ASSIGNMENT
Look for the word "SeriesId" in the data below, and copy every line that holds it.

MATERIALS PROVIDED
□ □ □ □ □ □ □
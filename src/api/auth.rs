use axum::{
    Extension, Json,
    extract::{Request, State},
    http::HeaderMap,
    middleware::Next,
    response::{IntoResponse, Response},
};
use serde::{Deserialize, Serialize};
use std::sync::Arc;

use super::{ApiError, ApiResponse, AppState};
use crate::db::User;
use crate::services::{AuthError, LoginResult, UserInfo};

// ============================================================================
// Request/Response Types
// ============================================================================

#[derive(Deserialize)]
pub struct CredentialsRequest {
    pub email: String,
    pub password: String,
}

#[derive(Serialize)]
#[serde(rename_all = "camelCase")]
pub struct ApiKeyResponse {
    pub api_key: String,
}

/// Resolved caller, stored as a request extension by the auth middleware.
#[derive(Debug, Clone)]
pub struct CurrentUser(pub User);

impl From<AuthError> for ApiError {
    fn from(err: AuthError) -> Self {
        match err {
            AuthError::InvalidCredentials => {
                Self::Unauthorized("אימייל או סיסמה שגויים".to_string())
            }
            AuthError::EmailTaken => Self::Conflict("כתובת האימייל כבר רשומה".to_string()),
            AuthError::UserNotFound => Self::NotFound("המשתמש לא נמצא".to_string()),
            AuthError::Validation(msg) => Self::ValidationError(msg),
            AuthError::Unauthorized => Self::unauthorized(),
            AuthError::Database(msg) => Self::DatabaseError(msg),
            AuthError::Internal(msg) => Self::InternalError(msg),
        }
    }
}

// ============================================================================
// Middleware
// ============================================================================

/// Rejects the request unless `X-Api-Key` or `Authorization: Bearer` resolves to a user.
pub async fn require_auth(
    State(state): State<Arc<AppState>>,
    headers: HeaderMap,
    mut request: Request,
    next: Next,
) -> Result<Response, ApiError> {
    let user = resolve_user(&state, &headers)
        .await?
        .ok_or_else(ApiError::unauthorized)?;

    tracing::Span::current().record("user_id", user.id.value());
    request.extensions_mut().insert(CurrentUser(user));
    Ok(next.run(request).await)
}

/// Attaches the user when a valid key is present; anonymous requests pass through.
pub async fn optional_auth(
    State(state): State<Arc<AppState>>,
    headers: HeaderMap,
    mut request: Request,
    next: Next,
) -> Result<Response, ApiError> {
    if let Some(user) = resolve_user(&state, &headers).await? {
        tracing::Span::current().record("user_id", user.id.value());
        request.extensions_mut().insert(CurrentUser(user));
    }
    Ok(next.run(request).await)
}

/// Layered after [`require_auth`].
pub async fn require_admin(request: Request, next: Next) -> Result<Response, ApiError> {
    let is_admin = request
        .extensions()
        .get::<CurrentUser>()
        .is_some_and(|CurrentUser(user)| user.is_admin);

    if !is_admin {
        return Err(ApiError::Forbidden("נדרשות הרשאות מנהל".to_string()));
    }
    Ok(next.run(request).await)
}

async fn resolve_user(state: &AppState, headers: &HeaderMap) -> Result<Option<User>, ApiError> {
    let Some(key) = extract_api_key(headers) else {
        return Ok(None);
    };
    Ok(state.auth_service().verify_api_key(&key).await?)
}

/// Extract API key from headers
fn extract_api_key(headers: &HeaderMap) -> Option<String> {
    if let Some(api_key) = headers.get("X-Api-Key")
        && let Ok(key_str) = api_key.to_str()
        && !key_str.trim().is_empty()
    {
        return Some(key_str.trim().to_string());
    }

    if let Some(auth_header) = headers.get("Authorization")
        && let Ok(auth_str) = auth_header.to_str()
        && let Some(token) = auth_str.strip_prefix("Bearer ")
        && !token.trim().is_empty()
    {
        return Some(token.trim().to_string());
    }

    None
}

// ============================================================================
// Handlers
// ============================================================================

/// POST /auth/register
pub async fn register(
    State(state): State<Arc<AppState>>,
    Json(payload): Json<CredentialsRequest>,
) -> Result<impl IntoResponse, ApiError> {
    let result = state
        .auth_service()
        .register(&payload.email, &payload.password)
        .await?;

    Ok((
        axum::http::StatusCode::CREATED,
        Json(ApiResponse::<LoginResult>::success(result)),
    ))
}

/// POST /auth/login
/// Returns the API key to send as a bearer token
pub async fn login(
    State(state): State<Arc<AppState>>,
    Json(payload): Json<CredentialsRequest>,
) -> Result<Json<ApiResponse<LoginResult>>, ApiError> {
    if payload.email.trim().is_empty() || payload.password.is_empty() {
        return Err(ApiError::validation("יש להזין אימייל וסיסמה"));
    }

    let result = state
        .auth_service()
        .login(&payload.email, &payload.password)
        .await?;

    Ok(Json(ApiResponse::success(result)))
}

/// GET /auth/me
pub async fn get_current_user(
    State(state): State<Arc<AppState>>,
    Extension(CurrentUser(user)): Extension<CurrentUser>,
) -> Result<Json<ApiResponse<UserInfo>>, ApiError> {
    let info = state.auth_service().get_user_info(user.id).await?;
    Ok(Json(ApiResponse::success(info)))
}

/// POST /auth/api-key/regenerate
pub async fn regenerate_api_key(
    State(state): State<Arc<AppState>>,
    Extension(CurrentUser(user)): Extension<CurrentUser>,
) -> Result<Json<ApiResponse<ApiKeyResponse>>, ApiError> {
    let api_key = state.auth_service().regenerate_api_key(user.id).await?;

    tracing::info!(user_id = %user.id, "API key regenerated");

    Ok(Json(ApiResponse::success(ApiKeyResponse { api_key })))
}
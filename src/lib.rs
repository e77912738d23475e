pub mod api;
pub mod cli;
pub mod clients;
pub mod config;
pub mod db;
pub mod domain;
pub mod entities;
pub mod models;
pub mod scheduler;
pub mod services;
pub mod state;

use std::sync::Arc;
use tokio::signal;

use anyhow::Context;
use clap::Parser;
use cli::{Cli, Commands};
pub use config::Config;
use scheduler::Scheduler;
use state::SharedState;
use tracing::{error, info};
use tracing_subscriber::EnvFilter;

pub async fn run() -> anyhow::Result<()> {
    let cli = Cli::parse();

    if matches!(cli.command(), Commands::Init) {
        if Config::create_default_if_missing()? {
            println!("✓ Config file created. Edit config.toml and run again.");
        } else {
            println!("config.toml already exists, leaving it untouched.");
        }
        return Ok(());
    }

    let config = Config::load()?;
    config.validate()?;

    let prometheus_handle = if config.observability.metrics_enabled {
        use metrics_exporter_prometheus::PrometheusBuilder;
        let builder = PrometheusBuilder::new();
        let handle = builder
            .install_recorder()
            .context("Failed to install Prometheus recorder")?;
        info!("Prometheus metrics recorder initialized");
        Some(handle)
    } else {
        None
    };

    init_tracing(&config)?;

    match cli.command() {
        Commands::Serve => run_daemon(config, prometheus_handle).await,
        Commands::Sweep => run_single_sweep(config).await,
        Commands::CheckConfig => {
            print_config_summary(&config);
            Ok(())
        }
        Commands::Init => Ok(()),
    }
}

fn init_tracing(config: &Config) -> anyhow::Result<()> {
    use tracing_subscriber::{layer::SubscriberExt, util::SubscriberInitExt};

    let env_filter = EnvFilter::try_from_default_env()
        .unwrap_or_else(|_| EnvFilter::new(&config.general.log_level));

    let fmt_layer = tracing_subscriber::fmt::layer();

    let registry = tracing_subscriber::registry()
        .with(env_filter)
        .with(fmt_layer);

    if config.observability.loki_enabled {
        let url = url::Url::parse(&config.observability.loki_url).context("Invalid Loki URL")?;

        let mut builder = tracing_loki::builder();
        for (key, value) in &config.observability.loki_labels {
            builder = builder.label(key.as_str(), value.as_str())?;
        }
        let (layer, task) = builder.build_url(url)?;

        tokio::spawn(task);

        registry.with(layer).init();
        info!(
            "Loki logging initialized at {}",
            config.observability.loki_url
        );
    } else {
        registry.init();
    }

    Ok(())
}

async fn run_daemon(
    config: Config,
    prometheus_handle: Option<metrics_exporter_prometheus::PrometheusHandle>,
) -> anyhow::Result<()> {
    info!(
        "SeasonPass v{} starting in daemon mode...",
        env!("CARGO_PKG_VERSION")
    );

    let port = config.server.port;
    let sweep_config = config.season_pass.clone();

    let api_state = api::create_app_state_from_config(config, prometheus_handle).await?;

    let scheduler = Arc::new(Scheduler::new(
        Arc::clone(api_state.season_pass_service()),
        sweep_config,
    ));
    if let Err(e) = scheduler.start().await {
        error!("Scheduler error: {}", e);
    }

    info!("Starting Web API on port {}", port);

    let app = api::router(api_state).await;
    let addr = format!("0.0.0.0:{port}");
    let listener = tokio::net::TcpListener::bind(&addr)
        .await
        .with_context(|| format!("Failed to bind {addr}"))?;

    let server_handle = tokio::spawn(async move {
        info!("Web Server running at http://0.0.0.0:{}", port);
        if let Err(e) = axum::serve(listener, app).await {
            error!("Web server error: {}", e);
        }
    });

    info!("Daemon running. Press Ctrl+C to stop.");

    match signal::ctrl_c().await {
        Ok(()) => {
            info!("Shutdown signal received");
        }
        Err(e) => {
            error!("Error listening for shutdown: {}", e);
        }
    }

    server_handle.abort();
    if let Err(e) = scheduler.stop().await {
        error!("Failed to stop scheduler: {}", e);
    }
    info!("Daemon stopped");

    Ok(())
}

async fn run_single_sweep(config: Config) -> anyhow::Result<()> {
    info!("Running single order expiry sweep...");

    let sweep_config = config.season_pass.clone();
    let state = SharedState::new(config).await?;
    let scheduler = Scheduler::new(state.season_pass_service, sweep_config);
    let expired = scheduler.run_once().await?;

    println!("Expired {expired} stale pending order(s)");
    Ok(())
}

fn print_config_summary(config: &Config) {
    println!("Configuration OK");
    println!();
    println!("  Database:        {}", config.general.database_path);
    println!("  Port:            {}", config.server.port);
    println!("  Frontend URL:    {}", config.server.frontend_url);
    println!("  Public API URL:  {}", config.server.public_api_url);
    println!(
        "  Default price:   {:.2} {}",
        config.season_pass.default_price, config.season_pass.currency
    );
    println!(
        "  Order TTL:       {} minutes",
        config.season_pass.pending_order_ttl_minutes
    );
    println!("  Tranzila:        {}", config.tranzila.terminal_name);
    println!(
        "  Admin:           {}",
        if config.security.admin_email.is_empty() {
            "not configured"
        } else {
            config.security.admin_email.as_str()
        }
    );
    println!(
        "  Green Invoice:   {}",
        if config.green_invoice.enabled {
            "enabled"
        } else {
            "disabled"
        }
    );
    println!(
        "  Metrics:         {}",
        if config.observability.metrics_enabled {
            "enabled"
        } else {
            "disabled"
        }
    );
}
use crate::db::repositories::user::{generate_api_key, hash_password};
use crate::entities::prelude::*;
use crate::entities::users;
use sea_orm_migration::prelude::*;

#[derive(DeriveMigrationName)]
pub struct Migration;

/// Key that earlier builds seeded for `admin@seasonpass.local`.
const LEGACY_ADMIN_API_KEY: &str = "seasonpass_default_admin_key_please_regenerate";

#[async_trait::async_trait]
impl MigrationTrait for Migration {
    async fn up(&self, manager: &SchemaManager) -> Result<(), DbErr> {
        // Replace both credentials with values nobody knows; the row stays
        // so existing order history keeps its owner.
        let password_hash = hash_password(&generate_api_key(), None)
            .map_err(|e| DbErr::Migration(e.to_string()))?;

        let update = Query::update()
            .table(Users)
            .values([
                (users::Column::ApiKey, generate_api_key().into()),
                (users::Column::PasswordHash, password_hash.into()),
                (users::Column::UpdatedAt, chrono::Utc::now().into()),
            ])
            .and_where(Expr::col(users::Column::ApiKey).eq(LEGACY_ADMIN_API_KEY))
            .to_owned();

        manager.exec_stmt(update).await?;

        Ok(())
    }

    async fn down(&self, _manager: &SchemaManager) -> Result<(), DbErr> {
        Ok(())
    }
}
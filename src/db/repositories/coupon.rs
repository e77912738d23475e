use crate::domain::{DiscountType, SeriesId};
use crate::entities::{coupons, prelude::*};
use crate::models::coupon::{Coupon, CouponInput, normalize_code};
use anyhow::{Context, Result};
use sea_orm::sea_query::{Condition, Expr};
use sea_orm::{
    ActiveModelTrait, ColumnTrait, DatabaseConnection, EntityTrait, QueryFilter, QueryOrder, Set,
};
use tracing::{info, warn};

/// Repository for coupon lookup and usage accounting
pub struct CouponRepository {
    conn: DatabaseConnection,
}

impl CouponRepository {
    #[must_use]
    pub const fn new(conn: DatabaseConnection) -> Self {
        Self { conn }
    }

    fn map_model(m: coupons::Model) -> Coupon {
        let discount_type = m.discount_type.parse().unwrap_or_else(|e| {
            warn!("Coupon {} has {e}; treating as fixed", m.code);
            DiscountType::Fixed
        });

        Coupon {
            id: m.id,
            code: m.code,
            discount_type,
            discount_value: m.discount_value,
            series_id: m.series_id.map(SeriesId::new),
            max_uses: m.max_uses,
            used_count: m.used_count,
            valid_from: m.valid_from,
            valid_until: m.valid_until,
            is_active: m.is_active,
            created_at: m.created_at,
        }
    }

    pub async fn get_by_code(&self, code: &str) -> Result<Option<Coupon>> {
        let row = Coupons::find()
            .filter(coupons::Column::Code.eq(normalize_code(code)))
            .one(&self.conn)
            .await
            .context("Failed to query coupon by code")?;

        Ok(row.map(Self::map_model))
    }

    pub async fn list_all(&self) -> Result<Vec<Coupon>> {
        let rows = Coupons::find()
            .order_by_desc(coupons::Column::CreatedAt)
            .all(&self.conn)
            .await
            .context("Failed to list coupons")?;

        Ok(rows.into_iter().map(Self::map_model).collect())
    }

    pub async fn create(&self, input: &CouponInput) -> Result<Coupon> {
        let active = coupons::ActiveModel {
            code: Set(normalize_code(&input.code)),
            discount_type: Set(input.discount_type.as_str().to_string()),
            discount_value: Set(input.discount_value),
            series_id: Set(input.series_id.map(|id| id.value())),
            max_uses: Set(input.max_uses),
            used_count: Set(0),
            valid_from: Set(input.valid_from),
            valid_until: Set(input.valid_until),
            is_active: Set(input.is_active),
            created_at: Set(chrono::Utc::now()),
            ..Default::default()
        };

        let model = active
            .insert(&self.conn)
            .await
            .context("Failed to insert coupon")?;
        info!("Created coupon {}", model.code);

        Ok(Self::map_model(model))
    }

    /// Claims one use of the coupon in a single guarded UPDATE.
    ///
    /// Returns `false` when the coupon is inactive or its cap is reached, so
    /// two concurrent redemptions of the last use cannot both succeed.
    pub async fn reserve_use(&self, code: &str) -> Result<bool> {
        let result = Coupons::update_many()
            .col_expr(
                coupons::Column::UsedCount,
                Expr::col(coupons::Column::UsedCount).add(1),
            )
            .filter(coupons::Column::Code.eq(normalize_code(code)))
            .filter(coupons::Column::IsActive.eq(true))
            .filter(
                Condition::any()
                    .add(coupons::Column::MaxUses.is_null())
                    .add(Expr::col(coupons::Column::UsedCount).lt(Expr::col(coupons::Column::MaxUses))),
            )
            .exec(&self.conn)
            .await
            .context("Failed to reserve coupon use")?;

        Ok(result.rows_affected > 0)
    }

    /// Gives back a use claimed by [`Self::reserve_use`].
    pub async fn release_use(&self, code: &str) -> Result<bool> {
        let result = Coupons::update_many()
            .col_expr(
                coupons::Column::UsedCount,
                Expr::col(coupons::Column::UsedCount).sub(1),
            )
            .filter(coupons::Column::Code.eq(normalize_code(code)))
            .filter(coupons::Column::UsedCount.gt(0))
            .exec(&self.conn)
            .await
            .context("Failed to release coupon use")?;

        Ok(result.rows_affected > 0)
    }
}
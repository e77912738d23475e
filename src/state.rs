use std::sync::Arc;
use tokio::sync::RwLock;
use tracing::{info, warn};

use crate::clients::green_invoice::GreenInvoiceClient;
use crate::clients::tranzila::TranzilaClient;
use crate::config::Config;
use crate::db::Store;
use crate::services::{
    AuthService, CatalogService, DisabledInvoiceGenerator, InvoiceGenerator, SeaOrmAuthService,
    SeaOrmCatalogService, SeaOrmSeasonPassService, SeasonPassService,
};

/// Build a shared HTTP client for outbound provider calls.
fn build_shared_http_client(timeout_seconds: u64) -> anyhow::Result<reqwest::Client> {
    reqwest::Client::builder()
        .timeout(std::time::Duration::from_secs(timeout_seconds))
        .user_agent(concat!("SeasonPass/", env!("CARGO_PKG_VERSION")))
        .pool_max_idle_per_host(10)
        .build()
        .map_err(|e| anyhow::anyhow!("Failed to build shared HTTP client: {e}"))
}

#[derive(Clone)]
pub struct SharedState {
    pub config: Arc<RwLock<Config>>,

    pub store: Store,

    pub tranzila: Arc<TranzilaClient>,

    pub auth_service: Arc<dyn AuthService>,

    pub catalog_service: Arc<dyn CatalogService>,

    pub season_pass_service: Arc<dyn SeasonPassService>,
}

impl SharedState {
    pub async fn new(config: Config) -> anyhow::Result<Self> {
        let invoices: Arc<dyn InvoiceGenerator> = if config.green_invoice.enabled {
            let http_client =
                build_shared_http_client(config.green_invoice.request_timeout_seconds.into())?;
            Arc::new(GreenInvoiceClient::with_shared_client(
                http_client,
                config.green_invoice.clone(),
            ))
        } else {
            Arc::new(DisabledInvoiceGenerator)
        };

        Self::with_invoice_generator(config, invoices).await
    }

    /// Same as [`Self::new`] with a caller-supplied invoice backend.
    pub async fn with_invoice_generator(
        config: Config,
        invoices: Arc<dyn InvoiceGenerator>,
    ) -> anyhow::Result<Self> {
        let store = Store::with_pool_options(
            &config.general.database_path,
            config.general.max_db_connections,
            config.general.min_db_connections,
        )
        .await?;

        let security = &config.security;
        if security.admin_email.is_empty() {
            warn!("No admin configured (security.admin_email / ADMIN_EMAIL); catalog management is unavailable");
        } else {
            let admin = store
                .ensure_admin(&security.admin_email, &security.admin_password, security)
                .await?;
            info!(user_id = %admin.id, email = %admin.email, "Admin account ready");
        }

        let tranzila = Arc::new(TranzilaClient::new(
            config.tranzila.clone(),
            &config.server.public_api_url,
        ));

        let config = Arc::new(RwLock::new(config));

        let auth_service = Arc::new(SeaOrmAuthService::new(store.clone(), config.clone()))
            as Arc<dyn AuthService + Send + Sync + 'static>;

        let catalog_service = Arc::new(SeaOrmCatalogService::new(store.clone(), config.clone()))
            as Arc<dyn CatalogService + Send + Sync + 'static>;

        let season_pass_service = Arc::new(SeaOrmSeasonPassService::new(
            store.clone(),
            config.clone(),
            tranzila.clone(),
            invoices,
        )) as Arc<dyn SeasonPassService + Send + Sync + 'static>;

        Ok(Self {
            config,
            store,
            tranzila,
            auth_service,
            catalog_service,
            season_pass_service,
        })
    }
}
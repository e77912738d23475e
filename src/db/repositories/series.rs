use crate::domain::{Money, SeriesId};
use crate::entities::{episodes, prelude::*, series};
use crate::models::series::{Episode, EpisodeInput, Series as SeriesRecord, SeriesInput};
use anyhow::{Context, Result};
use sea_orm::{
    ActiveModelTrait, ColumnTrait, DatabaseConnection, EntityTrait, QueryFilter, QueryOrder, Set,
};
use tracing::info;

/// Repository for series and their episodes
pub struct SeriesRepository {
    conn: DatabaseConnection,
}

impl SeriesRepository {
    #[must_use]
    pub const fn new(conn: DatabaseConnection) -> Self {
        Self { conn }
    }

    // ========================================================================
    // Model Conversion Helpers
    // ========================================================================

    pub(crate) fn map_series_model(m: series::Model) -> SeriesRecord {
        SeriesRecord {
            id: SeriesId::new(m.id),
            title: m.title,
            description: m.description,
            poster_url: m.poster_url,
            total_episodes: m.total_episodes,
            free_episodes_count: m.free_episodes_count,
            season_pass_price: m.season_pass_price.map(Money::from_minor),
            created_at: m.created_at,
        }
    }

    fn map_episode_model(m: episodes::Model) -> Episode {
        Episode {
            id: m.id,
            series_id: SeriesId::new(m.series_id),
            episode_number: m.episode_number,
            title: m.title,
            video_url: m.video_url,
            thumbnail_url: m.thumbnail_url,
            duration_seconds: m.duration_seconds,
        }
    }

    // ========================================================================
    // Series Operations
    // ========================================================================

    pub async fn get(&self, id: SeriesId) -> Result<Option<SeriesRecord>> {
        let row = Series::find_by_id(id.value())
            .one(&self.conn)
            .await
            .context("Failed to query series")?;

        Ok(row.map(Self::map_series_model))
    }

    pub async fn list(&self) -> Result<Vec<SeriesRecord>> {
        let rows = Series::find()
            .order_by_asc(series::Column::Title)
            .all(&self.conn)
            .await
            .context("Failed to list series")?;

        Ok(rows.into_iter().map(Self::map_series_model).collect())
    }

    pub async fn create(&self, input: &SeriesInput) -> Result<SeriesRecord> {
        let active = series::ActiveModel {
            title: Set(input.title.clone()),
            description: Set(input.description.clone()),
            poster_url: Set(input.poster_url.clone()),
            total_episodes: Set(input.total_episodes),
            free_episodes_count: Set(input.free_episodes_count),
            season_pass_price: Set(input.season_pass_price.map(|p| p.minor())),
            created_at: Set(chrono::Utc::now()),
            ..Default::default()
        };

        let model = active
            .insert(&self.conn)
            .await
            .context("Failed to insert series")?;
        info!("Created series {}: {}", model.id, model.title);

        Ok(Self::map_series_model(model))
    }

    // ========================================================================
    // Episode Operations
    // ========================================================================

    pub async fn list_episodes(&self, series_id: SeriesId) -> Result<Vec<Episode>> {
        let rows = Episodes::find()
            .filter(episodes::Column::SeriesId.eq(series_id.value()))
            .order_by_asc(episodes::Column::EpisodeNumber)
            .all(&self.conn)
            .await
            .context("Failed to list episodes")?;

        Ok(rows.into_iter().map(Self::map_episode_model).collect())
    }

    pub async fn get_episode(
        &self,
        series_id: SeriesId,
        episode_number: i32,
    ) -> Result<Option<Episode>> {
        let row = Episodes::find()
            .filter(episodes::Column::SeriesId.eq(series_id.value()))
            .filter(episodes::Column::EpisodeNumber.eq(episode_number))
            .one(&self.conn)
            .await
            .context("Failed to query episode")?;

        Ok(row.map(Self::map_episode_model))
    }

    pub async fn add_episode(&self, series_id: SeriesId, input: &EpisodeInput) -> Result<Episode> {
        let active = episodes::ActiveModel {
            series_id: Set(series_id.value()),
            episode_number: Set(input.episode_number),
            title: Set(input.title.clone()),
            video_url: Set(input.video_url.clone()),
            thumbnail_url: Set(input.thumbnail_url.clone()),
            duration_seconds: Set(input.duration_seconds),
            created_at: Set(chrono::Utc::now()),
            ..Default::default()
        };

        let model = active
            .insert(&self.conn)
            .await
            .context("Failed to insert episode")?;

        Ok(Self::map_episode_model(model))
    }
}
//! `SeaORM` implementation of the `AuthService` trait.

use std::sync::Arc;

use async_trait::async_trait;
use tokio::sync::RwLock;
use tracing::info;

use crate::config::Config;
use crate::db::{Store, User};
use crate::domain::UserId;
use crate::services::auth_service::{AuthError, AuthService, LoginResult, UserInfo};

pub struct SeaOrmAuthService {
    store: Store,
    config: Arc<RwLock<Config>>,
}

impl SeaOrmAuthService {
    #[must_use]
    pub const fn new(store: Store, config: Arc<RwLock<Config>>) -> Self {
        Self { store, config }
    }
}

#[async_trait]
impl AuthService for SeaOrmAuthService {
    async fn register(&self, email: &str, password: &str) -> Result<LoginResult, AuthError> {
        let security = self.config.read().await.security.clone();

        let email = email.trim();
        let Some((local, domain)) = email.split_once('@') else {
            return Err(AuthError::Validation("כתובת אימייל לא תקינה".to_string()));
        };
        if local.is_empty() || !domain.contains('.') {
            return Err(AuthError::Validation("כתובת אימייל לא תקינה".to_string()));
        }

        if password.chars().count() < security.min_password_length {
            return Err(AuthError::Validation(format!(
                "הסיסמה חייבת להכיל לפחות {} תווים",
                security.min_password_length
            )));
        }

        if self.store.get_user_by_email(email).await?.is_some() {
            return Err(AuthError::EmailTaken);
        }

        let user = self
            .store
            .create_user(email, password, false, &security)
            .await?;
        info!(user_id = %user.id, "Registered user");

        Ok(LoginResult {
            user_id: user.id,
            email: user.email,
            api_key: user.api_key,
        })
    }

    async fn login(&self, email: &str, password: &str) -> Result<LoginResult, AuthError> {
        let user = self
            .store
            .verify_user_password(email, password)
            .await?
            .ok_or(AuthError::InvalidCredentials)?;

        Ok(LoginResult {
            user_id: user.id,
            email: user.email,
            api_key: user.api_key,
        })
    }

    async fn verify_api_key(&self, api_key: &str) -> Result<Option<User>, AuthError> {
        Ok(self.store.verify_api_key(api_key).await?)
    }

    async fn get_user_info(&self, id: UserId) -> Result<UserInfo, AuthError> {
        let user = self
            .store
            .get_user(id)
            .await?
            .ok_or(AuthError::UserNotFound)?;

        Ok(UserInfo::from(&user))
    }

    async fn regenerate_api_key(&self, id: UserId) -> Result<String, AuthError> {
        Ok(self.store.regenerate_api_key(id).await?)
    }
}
□ □ □ □ □ □ □
ANSWER TO THIS EXERCISE
use crate::domain::{DiscountType, SeriesId};
            series_id: m.series_id.map(SeriesId::new),
use crate::domain::{Money, SeriesId};
            id: SeriesId::new(m.id),
            series_id: SeriesId::new(m.series_id),
    pub async fn get(&self, id: SeriesId) -> Result<Option<SeriesRecord>> {
    pub async fn list_episodes(&self, series_id: SeriesId) -> Result<Vec<Episode>> {
            .filter(episodes::Column::SeriesId.eq(series_id.value()))
        series_id: SeriesId,
            .filter(episodes::Column::SeriesId.eq(series_id.value()))
    pub async fn add_episode(&self, series_id: SeriesId, input: &EpisodeInput) -> Result<Episode> {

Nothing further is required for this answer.